- Records shown -

"""

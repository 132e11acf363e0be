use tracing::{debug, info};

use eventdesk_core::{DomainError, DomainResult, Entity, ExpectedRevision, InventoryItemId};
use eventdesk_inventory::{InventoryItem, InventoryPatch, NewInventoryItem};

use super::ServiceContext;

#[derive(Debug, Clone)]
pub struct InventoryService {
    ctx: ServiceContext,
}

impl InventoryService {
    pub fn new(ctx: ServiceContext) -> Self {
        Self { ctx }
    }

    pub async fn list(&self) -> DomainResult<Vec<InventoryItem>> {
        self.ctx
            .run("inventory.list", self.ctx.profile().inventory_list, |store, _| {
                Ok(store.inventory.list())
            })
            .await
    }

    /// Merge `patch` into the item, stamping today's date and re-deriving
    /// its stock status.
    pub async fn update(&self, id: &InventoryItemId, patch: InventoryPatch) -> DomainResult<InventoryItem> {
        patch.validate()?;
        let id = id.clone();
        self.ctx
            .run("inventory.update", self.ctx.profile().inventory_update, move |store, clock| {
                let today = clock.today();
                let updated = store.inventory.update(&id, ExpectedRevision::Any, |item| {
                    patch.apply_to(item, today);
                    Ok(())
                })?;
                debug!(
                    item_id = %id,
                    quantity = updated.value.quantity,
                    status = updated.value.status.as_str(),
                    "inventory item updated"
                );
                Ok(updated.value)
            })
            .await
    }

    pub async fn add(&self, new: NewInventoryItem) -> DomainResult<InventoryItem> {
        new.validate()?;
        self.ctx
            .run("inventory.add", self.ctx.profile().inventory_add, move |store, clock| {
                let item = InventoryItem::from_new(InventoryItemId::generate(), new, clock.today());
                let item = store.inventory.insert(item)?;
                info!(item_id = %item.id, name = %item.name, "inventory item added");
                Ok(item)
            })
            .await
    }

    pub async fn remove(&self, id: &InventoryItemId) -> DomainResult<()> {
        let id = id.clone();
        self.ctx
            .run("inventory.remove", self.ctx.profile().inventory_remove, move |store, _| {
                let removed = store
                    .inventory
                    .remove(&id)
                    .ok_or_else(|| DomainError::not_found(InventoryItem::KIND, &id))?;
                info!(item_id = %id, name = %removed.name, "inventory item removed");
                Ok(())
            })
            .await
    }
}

"""
"""

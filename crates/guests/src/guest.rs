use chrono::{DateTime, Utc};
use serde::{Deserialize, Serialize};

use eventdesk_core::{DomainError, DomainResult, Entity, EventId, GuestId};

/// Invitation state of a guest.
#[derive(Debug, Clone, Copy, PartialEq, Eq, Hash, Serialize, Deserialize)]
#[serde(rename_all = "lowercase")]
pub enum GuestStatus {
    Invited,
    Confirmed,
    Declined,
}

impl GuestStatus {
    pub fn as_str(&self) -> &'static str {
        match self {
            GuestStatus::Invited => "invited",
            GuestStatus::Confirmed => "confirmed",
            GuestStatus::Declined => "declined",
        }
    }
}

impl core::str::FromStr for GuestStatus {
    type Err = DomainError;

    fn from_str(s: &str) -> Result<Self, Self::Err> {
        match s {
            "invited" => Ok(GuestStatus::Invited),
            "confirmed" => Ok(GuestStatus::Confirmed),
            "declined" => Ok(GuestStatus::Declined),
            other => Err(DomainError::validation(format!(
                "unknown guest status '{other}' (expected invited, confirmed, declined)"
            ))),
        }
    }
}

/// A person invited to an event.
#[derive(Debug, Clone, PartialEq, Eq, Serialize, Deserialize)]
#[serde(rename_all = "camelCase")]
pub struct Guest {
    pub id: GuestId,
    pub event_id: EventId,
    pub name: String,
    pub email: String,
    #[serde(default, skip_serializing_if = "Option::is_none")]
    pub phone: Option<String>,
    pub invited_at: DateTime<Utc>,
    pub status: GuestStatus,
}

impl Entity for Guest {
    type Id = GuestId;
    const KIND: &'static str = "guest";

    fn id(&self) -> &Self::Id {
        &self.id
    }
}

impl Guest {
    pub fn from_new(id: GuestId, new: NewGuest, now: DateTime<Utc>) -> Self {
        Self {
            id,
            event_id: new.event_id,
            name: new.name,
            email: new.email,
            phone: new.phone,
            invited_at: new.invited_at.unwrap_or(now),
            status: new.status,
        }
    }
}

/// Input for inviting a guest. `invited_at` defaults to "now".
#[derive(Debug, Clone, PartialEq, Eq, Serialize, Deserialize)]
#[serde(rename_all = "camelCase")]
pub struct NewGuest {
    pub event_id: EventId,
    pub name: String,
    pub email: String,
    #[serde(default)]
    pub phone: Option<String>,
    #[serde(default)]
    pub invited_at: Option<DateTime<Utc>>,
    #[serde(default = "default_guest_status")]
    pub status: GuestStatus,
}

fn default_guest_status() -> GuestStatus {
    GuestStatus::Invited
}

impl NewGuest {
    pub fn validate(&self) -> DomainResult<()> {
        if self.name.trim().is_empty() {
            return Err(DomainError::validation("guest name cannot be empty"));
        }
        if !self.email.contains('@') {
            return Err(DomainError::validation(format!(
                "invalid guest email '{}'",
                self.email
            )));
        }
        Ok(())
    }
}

"""

- Brief -
Copy out each line of the records that holds the string "GuestId".

- Task output -
use eventdesk_core::{DomainError, DomainResult, Entity, EventId, GuestId};
    pub id: GuestId,
    type Id = GuestId;
    pub fn from_new(id: GuestId, new: NewGuest, now: DateTime<Utc>) -> Self {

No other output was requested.